[Stored records]

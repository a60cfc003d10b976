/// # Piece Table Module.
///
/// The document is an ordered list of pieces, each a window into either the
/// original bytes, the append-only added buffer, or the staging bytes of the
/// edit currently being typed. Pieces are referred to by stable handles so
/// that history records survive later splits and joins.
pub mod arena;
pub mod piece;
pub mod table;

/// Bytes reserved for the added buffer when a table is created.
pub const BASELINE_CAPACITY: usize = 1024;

◆ PROBLEM STATEMENT:
What is needed is an exact repetition of all the entries above.

◆ OUTPUT OF THE EXERCISE:
repository a60cfc003d10b976
/// # Piece Table Module.
///
/// The document is an ordered list of pieces, each a window into either the
/// original bytes, the append-only added buffer, or the staging bytes of the
/// edit currently being typed. Pieces are referred to by stable handles so
/// that history records survive later splits and joins.
pub mod arena;
pub mod piece;
pub mod table;

/// Bytes reserved for the added buffer when a table is created.
pub const BASELINE_CAPACITY: usize = 1024;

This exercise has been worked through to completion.